• EXERCISE BRIEF
Only the lines from the one with "impl std::fmt::Display for" to the end of the material should be reproduced, exactly and in full, both ends included.

• INPUT

use std::path::PathBuf;
use std::process::ExitCode;

use clap::{Args, Parser, Subcommand};
use serde::Serialize;

#[derive(Parser, Debug)]
#[command(
    name = "wrapkit",
    version,
    about = "Wrap an HTML/JS web app into a ready-to-build Android project"
)]
pub struct Cli {
    #[arg(long, global = true, help = "Output machine-readable JSON on stdout")]
    pub json: bool,
    #[arg(long, short, global = true, help = "Log progress to stderr")]
    pub verbose: bool,
    #[command(subcommand)]
    pub cmd: Cmd,
}

#[derive(Subcommand, Debug)]
pub enum Cmd {
    /// Analyze, design and package a web app into an Android project archive.
    Build(BuildArgs),
    /// Infer the Android permissions a web app needs.
    Analyze(AnalyzeArgs),
    /// Generate a launcher icon.
    Icon(IconArgs),
}

#[derive(Args, Debug)]
pub struct BuildArgs {
    /// `.html`, `.htm` or `.zip` file; `-` reads pasted markup from stdin.
    pub input: String,
    #[arg(long)]
    pub name: Option<String>,
    #[arg(long)]
    pub package: Option<String>,
    #[arg(long = "version-name")]
    pub version_name: Option<String>,
    /// Enables icon generation.
    #[arg(long)]
    pub description: Option<String>,
    /// Use this PNG as the launcher icon instead of generating one.
    #[arg(long, conflicts_with = "no_icon")]
    pub icon: Option<PathBuf>,
    #[arg(long)]
    pub no_icon: bool,
    #[arg(long, default_value = ".")]
    pub out: PathBuf,
}

#[derive(Args, Debug)]
pub struct AnalyzeArgs {
    /// `.html`, `.htm` or `.zip` file; `-` reads pasted markup from stdin.
    pub input: String,
}

#[derive(Args, Debug)]
pub struct IconArgs {
    #[arg(long)]
    pub name: String,
    #[arg(long)]
    pub description: String,
    /// Defaults to `<name>_icon.png` in the current directory.
    #[arg(long)]
    pub out: Option<PathBuf>,
}

#[derive(Debug, Clone, Copy, PartialEq, Eq)]
pub enum ErrorKind {
    User,
    Operational,
}

#[derive(Debug)]
pub struct CliError {
    pub kind: ErrorKind,
    pub message: String,
}

impl CliError {
    pub fn user(message: impl Into<String>) -> Self {
        Self {
            kind: ErrorKind::User,
            message: message.into(),
        }
    }

    pub fn operational(message: impl Into<String>) -> Self {
        Self {
            kind: ErrorKind::Operational,
            message: message.into(),
        }
    }

    fn code(&self) -> &'static str {
        match self.kind {
            ErrorKind::User => "user_error",
            ErrorKind::Operational => "operational_error",
        }
    }

    fn exit_code(&self) -> ExitCode {
        match self.kind {
            ErrorKind::User => ExitCode::from(2),
            ErrorKind::Operational => ExitCode::from(1),
        }
    }
}

impl std::fmt::Display for CliError {
    fn fmt(&self, f: &mut std::fmt::Formatter<'_>) -> std::fmt::Result {
        f.write_str(&self.message)
    }
}

impl From<wrapkit_core::SessionError> for CliError {
    fn from(e: wrapkit_core::SessionError) -> Self {
        use wrapkit_core::SessionError;
        match e {
            SessionError::Assembly(_) => CliError::operational(e.to_string()),
            _ => CliError::user(e.to_string()),
        }
    }
}

#[derive(Serialize)]
pub struct JsonOk<T: Serialize> {
    pub ok: bool,
    pub data: T,
}

#[derive(Serialize)]
struct JsonErr<'a> {
    ok: bool,
    error: JsonErrBody<'a>,
}

#[derive(Serialize)]
struct JsonErrBody<'a> {
    code: &'a str,
    message: &'a str,
}

pub fn json_print<T: Serialize>(value: &T) {
    match serde_json::to_string_pretty(value) {
        Ok(s) => println!("{s}"),
        Err(e) => eprintln!("error: failed to encode json output: {e}"),
    }
}

pub fn human_log(verbose: bool, msg: impl AsRef<str>) {
    if verbose {
        eprintln!("{}", msg.as_ref());
    }
}

pub fn render_err(json: bool, e: CliError) -> ExitCode {
    if json {
        json_print(&JsonErr {
            ok: false,
            error: JsonErrBody {
                code: e.code(),
                message: &e.message,
            },
        });
    } else {
        eprintln!("error: {e}");
    }
    e.exit_code()
}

• ANSWER TO THE EXERCISE
impl std::fmt::Display for CliError {
    fn fmt(&self, f: &mut std::fmt::Formatter<'_>) -> std::fmt::Result {
        f.write_str(&self.message)
    }
}

impl From<wrapkit_core::SessionError> for CliError {
    fn from(e: wrapkit_core::SessionError) -> Self {
        use wrapkit_core::SessionError;
        match e {
            SessionError::Assembly(_) => CliError::operational(e.to_string()),
            _ => CliError::user(e.to_string()),
        }
    }
}

#[derive(Serialize)]
pub struct JsonOk<T: Serialize> {
    pub ok: bool,
    pub data: T,
}

#[derive(Serialize)]
struct JsonErr<'a> {
    ok: bool,
    error: JsonErrBody<'a>,
}

#[derive(Serialize)]
struct JsonErrBody<'a> {
    code: &'a str,
    message: &'a str,
}

pub fn json_print<T: Serialize>(value: &T) {
    match serde_json::to_string_pretty(value) {
        Ok(s) => println!("{s}"),
        Err(e) => eprintln!("error: failed to encode json output: {e}"),
    }
}

pub fn human_log(verbose: bool, msg: impl AsRef<str>) {
    if verbose {
        eprintln!("{}", msg.as_ref());
    }
}

pub fn render_err(json: bool, e: CliError) -> ExitCode {
    if json {
        json_print(&JsonErr {
            ok: false,
            error: JsonErrBody {
                code: e.code(),
                message: &e.message,
            },
        });
    } else {
        eprintln!("error: {e}");
    }
    e.exit_code()
}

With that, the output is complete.